The bill funds and standardizes reinforced school doors to improve safety, but it trades off potential evacuation/entry risks, local administrative and installation burdens, and increased federal spending that could crowd out other priorities.
Students, teachers, and school staff would have stronger classroom and exterior doors, improving protection during attacks or intrusions.
Schools and districts would receive dedicated federal funding (authorized at $100M/year for up to 10 years) to help pay for reinforced doors, reducing local budget pressure for these upgrades.
A multi-stakeholder technical committee would set performance, testing, and installation standards, promoting consistent, evidence-based safety measures across schools.
Students, teachers, and law enforcement could face greater risk if reinforced doors are poorly designed or installed, because they may delay rapid evacuation or emergency entry.
The $100M/year authorization increases federal spending and could divert resources from other education or school-safety priorities if overall budgets are reallocated.

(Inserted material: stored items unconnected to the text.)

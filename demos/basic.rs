//! Basic example demonstrating lloyd-kmeans usage
//!
//! Run with: cargo run --example basic --release

use lloyd_kmeans::{KMeans, KMeansConfig};
use ndarray::Array2;
use ndarray_rand::rand_distr::Uniform;
use ndarray_rand::RandomExt;

fn main() {
    env_logger::Builder::from_env(env_logger::Env::default().default_filter_or("info")).init();

    println!("=== lloyd-kmeans example ===\n");

    // Generate synthetic data: 3 clusters in 2D for easy visualization
    let n_samples = 300;
    let n_features = 2;
    let n_clusters = 3;

    println!("Generating {} samples with {} features...", n_samples, n_features);

    let mut data = Array2::<f64>::zeros((n_samples, n_features));

    // Cluster centers
    let centers = [[-5.0, -5.0], [0.0, 5.0], [5.0, -5.0]];

    let noise = Array2::random((n_samples, n_features), Uniform::new(-1.0, 1.0));
    for i in 0..n_samples {
        let cluster_idx = i % 3;
        data[[i, 0]] = centers[cluster_idx][0] + noise[[i, 0]];
        data[[i, 1]] = centers[cluster_idx][1] + noise[[i, 1]];
    }

    println!("True cluster centers:");
    for (i, center) in centers.iter().enumerate() {
        println!("  Cluster {}: ({:.2}, {:.2})", i, center[0], center[1]);
    }
    println!();

    let config = KMeansConfig::new(n_clusters)
        .with_max_iters(100)
        .with_seed(42)
        .with_threads(4)
        .with_verbose(true);

    println!("Running k-means with k={}...\n", n_clusters);

    let mut kmeans = KMeans::with_config(config);
    let termination = kmeans.train(&data.view()).expect("Training failed");
    let result = kmeans.result().expect("no result after training");
    println!(
        "\n{:?} after {} iterations",
        termination, result.n_iterations
    );

    println!("\nLearned centroids:");
    let Some(clusters) = kmeans.clusters() else {
        println!("  (none)");
        return;
    };
    for cluster in clusters {
        let c = cluster.centroid();
        println!(
            "  Centroid {}: ({:.4}, {:.4}) with {} points ({:.1}%)",
            cluster.id(),
            c[0],
            c[1],
            cluster.len(),
            (cluster.len() as f64 / n_samples as f64) * 100.0
        );
    }
    println!();

    // Predict labels
    let labels = kmeans.predict(&data.view()).expect("Prediction failed");

    println!("First 10 sample assignments:");
    for i in 0..10 {
        println!(
            "  Sample {} at ({:.2}, {:.2}) -> Cluster {}",
            i,
            data[[i, 0]],
            data[[i, 1]],
            labels[i]
        );
    }

    println!("\n=== Done! ===");
}
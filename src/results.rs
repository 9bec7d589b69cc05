//! Combined test reports and output handling.

use std::fmt;
use std::fs;
use std::path::Path;

use serde::{Deserialize, Serialize};
use tracing::info;

use crate::cli::TestKind;
use crate::error::{Error, Result};
use crate::stats::SummaryStat;

/// The controller's combined result for one completed test run.
#[derive(Debug, Clone, Serialize, Deserialize)]
pub struct TestReport {
    pub test: TestKind,
    /// Latency aggregate in milliseconds, merged from every reporter.
    pub latency_ms: SummaryStat,
    /// Per-worker throughput values combined as independent samples.
    pub throughput: SummaryStat,
    /// Number of minions averaged over.
    pub reporters: usize,
    pub timestamp: chrono::DateTime<chrono::Utc>,
}

impl TestReport {
    pub fn new(
        test: TestKind,
        latency_ms: SummaryStat,
        throughput: SummaryStat,
        reporters: usize,
    ) -> Self {
        Self {
            test,
            latency_ms,
            throughput,
            reporters,
            timestamp: chrono::Utc::now(),
        }
    }
}

impl fmt::Display for TestReport {
    fn fmt(&self, f: &mut fmt::Formatter<'_>) -> fmt::Result {
        writeln!(f, "Latency (millisecs):    {}", self.latency_ms)?;
        writeln!(f, "Throughput (calls/sec): {}", self.throughput)?;
        write!(f, "  Averaged over {} client(s)", self.reporters)
    }
}

/// Write the report as pretty JSON for downstream tooling.
pub fn write_report(path: &Path, report: &TestReport) -> Result<()> {
    let json = serde_json::to_string_pretty(report).map_err(|e| Error::Report(e.to_string()))?;
    fs::write(path, json).map_err(|e| Error::Report(format!("{:?}: {}", path, e)))?;
    info!("report written to {:?}", path);
    Ok(())
}

#[cfg(test)]
mod tests {
    use super::*;

    fn sample_report() -> TestReport {
        let mut latency = SummaryStat::new();
        latency.update(1.0);
        latency.update(3.0);
        let mut throughput = SummaryStat::new();
        throughput.update(250.0);
        TestReport::new(TestKind::RpcCall, latency, throughput, 1)
    }

    #[test]
    fn display_names_reporter_count() {
        let rendered = sample_report().to_string();
        assert!(rendered.contains("Latency (millisecs)"));
        assert!(rendered.contains("Throughput (calls/sec)"));
        assert!(rendered.contains("Averaged over 1 client(s)"));
    }

    #[test]
    fn report_writes_to_disk() {
        let dir = tempfile::tempdir().unwrap();
        let path = dir.path().join("report.json");
        write_report(&path, &sample_report()).unwrap();

        let raw = fs::read_to_string(&path).unwrap();
        let parsed: TestReport = serde_json::from_str(&raw).unwrap();
        assert_eq!(parsed.reporters, 1);
        assert_eq!(parsed.latency_ms.count(), 2);
    }
}
//! # Bus Bench
//!
//! A distributed load-testing harness for message-oriented
//! request/response and publish/subscribe substrates.
//!
//! A single controller discovers an unknown, dynamically-sized
//! population of worker processes ("minions"), dispatches a test to all
//! of them simultaneously, waits for completion under a timeout, and
//! combines per-worker performance summaries into one statistically
//! correct aggregate — without ever collecting raw per-call samples
//! centrally. Each minion times its operations into a commutative,
//! mergeable [`SummaryStat`]; the controller merges snapshots in
//! whatever order they arrive.
//!
//! ## Module layout
//!
//! - `stats`: the streaming summary statistic and its merge algebra
//! - `bus`: wire commands, addressing, the [`MessageBus`] seam, and the
//!   in-process [`LocalBus`] transport
//! - `node`: base lifecycle shared by every process on the bus
//!   (endpoint registration, readiness probe, cooperative shutdown)
//! - `minion`: the four worker role variants and their test loops
//! - `controller`: discovery, the role registry, and the test-run
//!   coordinator (completion barrier + merge + timeout)
//! - `results`: combined test reports and output
//! - `cli`: command-line surface and `key=value` test arguments
//!
//! ## Usage example
//!
//! ```rust,no_run
//! use std::sync::Arc;
//! use bus_bench::bus::{LocalBus, MessageBus};
//! use bus_bench::controller::Controller;
//! use bus_bench::minion::{RpcClientMinion, RpcServerMinion};
//! use bus_bench::cli::Executor;
//!
//! #[tokio::main]
//! async fn main() -> anyhow::Result<()> {
//!     let bus: Arc<dyn MessageBus> = Arc::new(LocalBus::new());
//!
//!     let server = RpcServerMinion::start(bus.clone(), "demo", Executor::Serial).await?;
//!     tokio::spawn(server.run());
//!     let client = RpcClientMinion::start(bus.clone(), "demo").await?;
//!     tokio::spawn(client.run());
//!
//!     let controller = Controller::connect(bus, "demo", None).await?;
//!     let report = controller.run_call_test(1000, 1024, false).await?;
//!     println!("{}", report);
//!     controller.shutdown().await?;
//!     Ok(())
//! }
//! ```

pub mod bus;
pub mod cli;
pub mod controller;
pub mod error;
pub mod logging;
pub mod minion;
pub mod node;
pub mod results;
pub mod stats;

pub use bus::{LocalBus, MessageBus, Role, Severity};
pub use cli::{Args, Mode, TestKind};
pub use controller::Controller;
pub use error::{Error, Result};
pub use results::TestReport;
pub use stats::SummaryStat;

/// The current version of the harness, populated from Cargo.toml.
pub const VERSION: &str = env!("CARGO_PKG_VERSION");

/// Default configuration values.
pub mod defaults {
    /// Payload length in bytes shipped with each test operation.
    pub const PAYLOAD_LEN: usize = 1024;

    /// Number of operations a test loop performs.
    pub const CALLS: u64 = 1;

    /// Topic minions and controller coordinate on.
    pub const TOPIC: &str = "test-topic";
}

Federal design or procurement requirements and a new standards process could create administrative burdens or conflict with local building codes, complicating districts' compliance.
Based on analysis of 3 sections of legislative text.
Introduced February 13, 2025 by Jared Moskowitz · Last progress February 13, 2025
Requires the Cybersecurity and Infrastructure Security Agency (CISA) to convene an advisory committee and, after a set timeline, issue a binding rule that would require installation or modification of interior and exterior doors in federally funded K–12 schools to reinforce those doors. Directs CISA to consult a broad set of stakeholders, produce a report within one year of convening the committee, and issue a final rule within six months after that report. Adds a placeholder for a new emergency response and parental notification provision to Title VIII of ESEA but supplies no substantive text for that addition. Authorizes $100,000,000 per year for the Homeland Security Grant Program for the fiscal year the final rule is issued and each of the nine following years to carry out these requirements.